Two people are hiking along a glacier when they come across a brown, leathery shape stuck in ice. When a closer examination makes them realize it’s a human body, one hiker passes out. In a matter of few hours, the area secured with crime scene tape is swarming with cops and crime scene investigators.

Remind you of an episode from the TV show Bones? Well, it’s not. This is the true story of the discovery of Ötzi the Iceman (except for the part where one of the hikers passes out), but given the mystery surrounding exactly how Ötzi ended up frozen, it most certainly would make a perfect backstory for an episode of Bones.

Discovering Ötzi

Ötzi’s story began when two hikers discovered his body in melting ice at a rock-gully in a glacier near the Austro-Italian border in 1991. Soon the Austrian police realized they were not dealing with an ordinary mountaineering accident, but an ancient archaeological site. They brought in a scientific team to carefully extract the remains, which were then taken to the Institute of Forensic Medicine in Innsbruck.

Because he was such an incredibly valuable archaeological find both Austria and Italy staked their claims for Ötzi. After a border survey, Italy gained legal possession of his body and artefacts. They now rest in a climate-controlled facility at the South Tyrol Museum of Archaeology in Bolzano, Italy.

Ötzi the Iceman in his preservation cell
Ötzi the Iceman in his preservation cell at the Archaeological Museum of Bolzano. (Figure from Keller et al. (2012) Nat Commun.)

Europe’s oldest natural mummy

Radiocarbon dating on the Tyrolean Iceman or Ötzi the Iceman (named after the region of Alps his remains were discovered) showed that he was over 5000 years old. He lived between 3350 and 3100 BC – which corresponds to the Late Neolithic Era or the Copper age.

This meant Ötzi the Iceman was Europe’s oldest known natural mummy. He was even older than the Egyptian and Inca mummies that have been found to date.

Perfectly preserved

Ötzi was also rather unique from the Egyptian mummies whose bodies were preserved using intentional dehydration. He was what you call a “wet” mummy, because the spontaneous freeze-drying process had kept the body, clothing and equipment in an incredible state of preservation.

Ötzi’s body was perfectly intact, untouched by funeral rituals like embalming.
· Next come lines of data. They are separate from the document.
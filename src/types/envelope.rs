//! JSON response envelope
//!
//! Every JSON body is one of:
//! - `{"error": {"code": 404, "text": "not found"}}`
//! - `{"response": ...}` for command results
//! - `{"data": ...}` for fetched content

use serde::{Deserialize, Serialize};

#[derive(Debug, Clone, Serialize, Deserialize, PartialEq, Eq)]
pub struct EnvelopeError {
    pub code: u16,
    pub text: String,
}

#[derive(Debug, Clone, Serialize, Deserialize)]
pub struct Envelope<T> {
    #[serde(skip_serializing_if = "Option::is_none")]
    pub error: Option<EnvelopeError>,
    #[serde(skip_serializing_if = "Option::is_none")]
    pub response: Option<T>,
    #[serde(skip_serializing_if = "Option::is_none")]
    pub data: Option<T>,
}

impl<T> Envelope<T> {
    pub fn response(value: T) -> Self {
        Self {
            error: None,
            response: Some(value),
            data: None,
        }
    }

    pub fn data(value: T) -> Self {
        Self {
            error: None,
            response: None,
            data: Some(value),
        }
    }

    pub fn fail(code: u16, text: impl Into<String>) -> Self {
        Self {
            error: Some(EnvelopeError {
                code,
                text: text.into(),
            }),
            response: None,
            data: None,
        }
    }
}

impl<T: Serialize> Envelope<T> {
    /// Serialize to the exact bytes written to the wire (and cached)
    pub fn to_bytes(&self) -> Result<bytes::Bytes, serde_json::Error> {
        serde_json::to_vec(self).map(bytes::Bytes::from)
    }
}
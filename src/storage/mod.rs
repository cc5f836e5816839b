//! Content-addressed blob storage
//!
//! Blobs live under `sha256/<hex>` keys inside an object backend. Uploads
//! land under `tmp/<uuid>` first and are promoted once the digest is known.
//!
//! ## Backends
//!
//! - [`FsBackend`] - directory tree on local disk, one file per key
//! - [`MemoryBackend`] - DashMap of keys to bytes (tests, dev mode)
//!
//! [`ContentStore`] layers hashing, promotion and range reads on top of any
//! [`ObjectBackend`].

pub mod content;
pub mod fs;
pub mod memory;
pub mod range;

use std::pin::Pin;

use async_trait::async_trait;
use tokio::io::AsyncRead;

pub use content::{ContentStore, ObjectRead, PutResult};
pub use fs::FsBackend;
pub use memory::MemoryBackend;
pub use range::{parse_range, ByteRange};

/// Prefix for in-flight uploads
pub const TMP_PREFIX: &str = "tmp/";

/// Prefix for content-addressed objects
pub const SHA256_PREFIX: &str = "sha256/";

/// Owned, sendable byte stream handed back to callers
pub type ObjectReader = Pin<Box<dyn AsyncRead + Send>>;

/// Error type for blob storage operations
#[derive(Debug, thiserror::Error)]
pub enum StorageError {
    #[error("Object not found: {0}")]
    NotFound(String),

    #[error("Invalid storage key: {0}")]
    InvalidKey(String),

    #[error("Backend rejected write: {0}")]
    Rejected(String),

    #[error("IO error: {0}")]
    Io(#[from] std::io::Error),

    #[error("JSON error: {0}")]
    Json(#[from] serde_json::Error),

    #[error("Internal error: {0}")]
    Internal(String),
}

/// Result of a metadata probe (no body transfer)
#[derive(Debug, Clone, PartialEq, Eq)]
pub struct ObjectMeta {
    pub size: u64,
    pub content_type: String,
    /// Backend entity tag, quoted
    pub etag: String,
}

/// Object-store capability: the PUT/HEAD/GET/COPY/DELETE surface
#[async_trait]
pub trait ObjectBackend: Send + Sync {
    /// Write `reader` to `key` until EOF, returning bytes written
    async fn put(
        &self,
        key: &str,
        reader: &mut (dyn AsyncRead + Unpin + Send),
        content_type: &str,
    ) -> Result<u64, StorageError>;

    /// Metadata probe; `Ok(None)` when the object does not exist
    async fn head(&self, key: &str) -> Result<Option<ObjectMeta>, StorageError>;

    /// Reader over `len` bytes starting at `offset`
    async fn get(&self, key: &str, offset: u64, len: u64) -> Result<ObjectReader, StorageError>;

    /// Server-side copy
    async fn copy(&self, src: &str, dst: &str) -> Result<(), StorageError>;

    /// Remove an object; a missing object is not an error
    async fn delete(&self, key: &str) -> Result<(), StorageError>;

    async fn ping(&self) -> Result<(), StorageError>;
}

/// Reject keys that could escape the backend namespace
pub(crate) fn validate_key(key: &str) -> Result<(), StorageError> {
    let bad = key.is_empty()
        || key.starts_with('/')
        || key.contains('\\')
        || key.split('/').any(|seg| seg.is_empty() || seg == "." || seg == "..");
    if bad {
        return Err(StorageError::InvalidKey(key.to_string()));
    }
    Ok(())
}

#[cfg(test)]
mod tests {
    use super::*;

    #[test]
    fn test_validate_key() {
        assert!(validate_key("sha256/abcd").is_ok());
        assert!(validate_key("tmp/1234").is_ok());
        assert!(validate_key("").is_err());
        assert!(validate_key("/etc/passwd").is_err());
        assert!(validate_key("sha256/../../x").is_err());
        assert!(validate_key("tmp//x").is_err());
    }
}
The entire body remained nearly as it was on the day he had died, including what was stored in his digestive tract.

What we know about Ötzi

Over the years scientists have learned quite a bit about Ötzi. He was approximately 46 years old and suffered from tooth decay, gum disease and worn joints. This is understandable because someone who in now considered middle aged, would most certainly have been elderly in the Copper Age.
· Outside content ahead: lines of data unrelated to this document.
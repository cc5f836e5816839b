//! Per-user read grants

use chrono::Utc;
use rusqlite::{params, Connection};
use tracing::debug;
use uuid::Uuid;

use super::{columns, DbError};
use crate::model::format_timestamp;

/// Grant or update access for `login`; returns 0 when the login is unknown
pub fn upsert_grant(conn: &Connection, doc_id: &Uuid, login: &str, can_read: bool) -> Result<usize, DbError> {
    let changes = conn
        .execute(
            r#"
            INSERT INTO doc_shares (doc_id, user_id, can_read, created_at)
            SELECT ?, u.id, ?, ? FROM users u WHERE u.login = ?
            ON CONFLICT (doc_id, user_id) DO UPDATE SET can_read = excluded.can_read
            "#,
            params![
                doc_id.to_string(),
                can_read,
                format_timestamp(&Utc::now()),
                login
            ],
        )
        .map_err(|e| DbError::internal("Upsert grant failed", e))?;

    debug!(doc_id = %doc_id, login, can_read, changes, "Upserted grant");
    Ok(changes)
}

pub fn remove_grant(conn: &Connection, doc_id: &Uuid, login: &str) -> Result<usize, DbError> {
    conn.execute(
        "DELETE FROM doc_shares WHERE doc_id = ? AND user_id IN (SELECT id FROM users WHERE login = ?)",
        params![doc_id.to_string(), login],
    )
    .map_err(|e| DbError::internal("Remove grant failed", e))
}

/// Logins with `can_read`, ascending
pub fn granted_logins(conn: &Connection, doc_id: &Uuid) -> Result<Vec<String>, DbError> {
    let mut stmt = conn
        .prepare(
            r#"
            SELECT u.login FROM doc_shares s
            INNER JOIN users u ON u.id = s.user_id
            WHERE s.doc_id = ? AND s.can_read = 1
            ORDER BY u.login ASC
            "#,
        )
        .map_err(|e| DbError::internal("Prepare failed", e))?;

    let logins = stmt
        .query_map(params![doc_id.to_string()], |row| row.get(0))
        .map_err(|e| DbError::internal("Query failed", e))?
        .collect::<Result<Vec<String>, _>>()
        .map_err(|e| DbError::internal("Row parse failed", e))?;
    Ok(logins)
}

/// Every user holding a grant row, readable or not
pub fn grantee_ids(conn: &Connection, doc_id: &Uuid) -> Result<Vec<Uuid>, DbError> {
    let mut stmt = conn
        .prepare("SELECT user_id FROM doc_shares WHERE doc_id = ?")
        .map_err(|e| DbError::internal("Prepare failed", e))?;

    let ids = stmt
        .query_map(params![doc_id.to_string()], |row| columns::uuid(row, "user_id"))
        .map_err(|e| DbError::internal("Query failed", e))?
        .collect::<Result<Vec<_>, _>>()
        .map_err(|e| DbError::internal("Row parse failed", e))?;
    Ok(ids)
}

#[cfg(test)]
mod tests {
    use super::*;
    use crate::db::docs::create_doc;
    use crate::db::test_support::db_with_users;
    use crate::model::NewDocument;

    #[test]
    fn test_grant_lifecycle() {
        let (db, users) = db_with_users(&["owner0001", "zedreader", "amyreader"]);
        let doc = db
            .with_conn_mut(|conn| {
                create_doc(
                    conn,
                    NewDocument {
                        owner_id: users[0].id,
                        name: "shared".into(),
                        mime: "text/plain".into(),
                        ..Default::default()
                    },
                    None,
                )
            })
            .unwrap();

        db.with_conn(|conn| upsert_grant(conn, &doc.id, "zedreader", true)).unwrap();
        db.with_conn(|conn| upsert_grant(conn, &doc.id, "amyreader", true)).unwrap();
        assert_eq!(
            db.with_conn(|conn| granted_logins(conn, &doc.id)).unwrap(),
            vec!["amyreader", "zedreader"]
        );

        // Re-grant updates in place
        db.with_conn(|conn| upsert_grant(conn, &doc.id, "zedreader", false)).unwrap();
        assert_eq!(
            db.with_conn(|conn| granted_logins(conn, &doc.id)).unwrap(),
            vec!["amyreader"]
        );
        assert_eq!(db.with_conn(|conn| grantee_ids(conn, &doc.id)).unwrap().len(), 2);

        assert_eq!(db.with_conn(|conn| remove_grant(conn, &doc.id, "amyreader")).unwrap(), 1);
        assert!(db.with_conn(|conn| granted_logins(conn, &doc.id)).unwrap().is_empty());
    }

    #[test]
    fn test_unknown_login_is_noop() {
        let (db, users) = db_with_users(&["owner0001"]);
        let doc = db
            .with_conn_mut(|conn| {
                create_doc(
                    conn,
                    NewDocument {
                        owner_id: users[0].id,
                        name: "x".into(),
                        mime: "text/plain".into(),
                        ..Default::default()
                    },
                    None,
                )
            })
            .unwrap();

        assert_eq!(db.with_conn(|conn| upsert_grant(conn, &doc.id, "ghostuser", true)).unwrap(), 0);
        assert_eq!(db.with_conn(|conn| remove_grant(conn, &doc.id, "ghostuser")).unwrap(), 0);
    }
}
He also sported tattoos, but they may have been therapeutic, rather than symbolic. Ötzi’s markings were made by rubbing charcoal over small cuts, rather than with a needle and ink, as has been seen with other cultures. The locations were amazingly consistent with known acupuncture points that were discovered by the Chinese 2000 years after Ötzi’s existence.

Using the contents from his digestive system, scientists even pieced together that Ötzi had climbed all the way from the valley floor to the top of the pass just 24 hours before he died.
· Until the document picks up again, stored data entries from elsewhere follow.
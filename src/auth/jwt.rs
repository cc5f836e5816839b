//! JWT token handling
//!
//! Tokens are HS256-signed and carry the user id, login and a unique `jti`
//! so an individual token can be revoked before it expires.

use jsonwebtoken::{decode, encode, DecodingKey, EncodingKey, Header, Validation};
use serde::{Deserialize, Serialize};
use std::time::{SystemTime, UNIX_EPOCH};
use uuid::Uuid;

use super::AuthError;

/// Minimum accepted secret length outside dev mode
pub const MIN_SECRET_LEN: usize = 32;

/// Payload stored in a token
#[derive(Debug, Clone, Serialize, Deserialize, PartialEq, Eq)]
pub struct Claims {
    /// User id
    pub sub: String,
    pub login: String,
    /// Token id, the revocation handle
    pub jti: String,
    pub iss: String,
    /// Issued at (Unix timestamp)
    pub iat: u64,
    /// Expiration time (Unix timestamp)
    pub exp: u64,
}

impl Claims {
    pub fn user_id(&self) -> Result<Uuid, AuthError> {
        Uuid::parse_str(&self.sub).map_err(|_| AuthError::InvalidToken("Invalid subject".into()))
    }
}

/// Token issuer and validator
#[derive(Clone)]
pub struct TokenManager {
    secret: String,
    issuer: String,
    expiry_seconds: u64,
}

impl TokenManager {
    /// Create a token manager
    ///
    /// Returns an error if the secret is empty or too short
    pub fn new(secret: String, issuer: String, expiry_seconds: u64) -> Result<Self, AuthError> {
        if secret.is_empty() {
            return Err(AuthError::Config("JWT_SECRET is required in production mode".into()));
        }

        if secret.len() < MIN_SECRET_LEN {
            return Err(AuthError::Config(format!(
                "JWT_SECRET must be at least {} characters",
                MIN_SECRET_LEN
            )));
        }

        Ok(Self {
            secret,
            issuer,
            expiry_seconds,
        })
    }

    /// Token manager for dev mode (fixed secret)
    pub fn new_dev(issuer: String, expiry_seconds: u64) -> Self {
        Self {
            secret: "dev-mode-secret-not-for-production-use-123456".into(),
            issuer,
            expiry_seconds,
        }
    }

    /// Issue a token for an authenticated user
    pub fn issue(&self, user_id: &Uuid, login: &str) -> Result<(String, Claims), AuthError> {
        let now = now_secs()?;

        let claims = Claims {
            sub: user_id.to_string(),
            login: login.to_string(),
            jti: Uuid::new_v4().to_string(),
            iss: self.issuer.clone(),
            iat: now,
            exp: now + self.expiry_seconds,
        };

        let token = encode(
            &Header::default(),
            &claims,
            &EncodingKey::from_secret(self.secret.as_bytes()),
        )
        .map_err(|e| AuthError::Internal(format!("Failed to generate token: {}", e)))?;

        Ok((token, claims))
    }

    /// Verify signature, expiry and issuer, and decode the claims
    pub fn parse(&self, token: &str) -> Result<Claims, AuthError> {
        let mut validation = Validation::default();
        validation.set_issuer(&[self.issuer.as_str()]);

        decode::<Claims>(
            token,
            &DecodingKey::from_secret(self.secret.as_bytes()),
            &validation,
        )
        .map(|data| data.claims)
        .map_err(|err| {
            use jsonwebtoken::errors::ErrorKind;
            let msg = match err.kind() {
                ErrorKind::ExpiredSignature => "Token expired",
                ErrorKind::InvalidToken => "Invalid token",
                ErrorKind::InvalidSignature => "Invalid signature",
                ErrorKind::InvalidIssuer => "Invalid issuer",
                _ => "Token validation failed",
            };
            AuthError::InvalidToken(msg.into())
        })
    }
}

pub(crate) fn now_secs() -> Result<u64, AuthError> {
    SystemTime::now()
        .duration_since(UNIX_EPOCH)
        .map(|d| d.as_secs())
        .map_err(|e| AuthError::Internal(format!("System time error: {}", e)))
}

/// Extract the token from an Authorization header value
pub fn extract_token_from_header(auth_header: Option<&str>) -> Option<&str> {
    auth_header.and_then(|h| h.strip_prefix("Bearer ").map(str::trim).filter(|t| !t.is_empty()))
}

#[cfg(test)]
mod tests {
    use super::*;

    fn manager() -> TokenManager {
        TokenManager::new(
            "test-secret-that-is-at-least-32-characters-long".into(),
            "docvault".into(),
            3600,
        )
        .unwrap()
    }

    #[test]
    fn test_issue_and_parse() {
        let tokens = manager();
        let user = Uuid::new_v4();
        let (token, issued) = tokens.issue(&user, "aliceuser").unwrap();

        let claims = tokens.parse(&token).unwrap();
        assert_eq!(claims, issued);
        assert_eq!(claims.user_id().unwrap(), user);
        assert_eq!(claims.login, "aliceuser");
        assert_eq!(claims.exp - claims.iat, 3600);
    }

    #[test]
    fn test_each_token_has_own_jti() {
        let tokens = manager();
        let user = Uuid::new_v4();
        let (_, a) = tokens.issue(&user, "aliceuser").unwrap();
        let (_, b) = tokens.issue(&user, "aliceuser").unwrap();
        assert_ne!(a.jti, b.jti);
    }

    #[test]
    fn test_reject_foreign_secret_and_issuer() {
        let tokens = manager();
        let (token, _) = TokenManager::new_dev("docvault".into(), 60)
            .issue(&Uuid::new_v4(), "aliceuser")
            .unwrap();
        assert!(matches!(tokens.parse(&token), Err(AuthError::InvalidToken(_))));

        let other_issuer = TokenManager::new(
            "test-secret-that-is-at-least-32-characters-long".into(),
            "someone-else".into(),
            3600,
        )
        .unwrap();
        let (token, _) = other_issuer.issue(&Uuid::new_v4(), "aliceuser").unwrap();
        assert!(tokens.parse(&token).is_err());
        assert!(tokens.parse("garbage").is_err());
    }

    #[test]
    fn test_short_secret_rejected() {
        assert!(TokenManager::new(String::new(), "docvault".into(), 60).is_err());
        assert!(TokenManager::new("short".into(), "docvault".into(), 60).is_err());
    }

    #[test]
    fn test_extract_token() {
        assert_eq!(extract_token_from_header(Some("Bearer abc.def")), Some("abc.def"));
        assert_eq!(extract_token_from_header(Some("Basic abc")), None);
        assert_eq!(extract_token_from_header(Some("Bearer ")), None);
        assert_eq!(extract_token_from_header(None), None);
    }
}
And perhaps the most intriguing fact about Ötzi is that he didn’t die from exposure. He was actually murdered with an arrow to the back and a mace blow to the face.

Is Ötzi the Iceman related to modern European populations?

DNA tests were performed on samples from Ötzi, to learn more about where Ötzi had come from, and how modern Europeans are related to this ancient human. What we know about his genetic history is the work of numerous scientists over more than a decade.

As DNA sequencing technologies evolved scientists were able to gradually piece together a picture of where Ötzi came from and what life would have been like in the Copper Age.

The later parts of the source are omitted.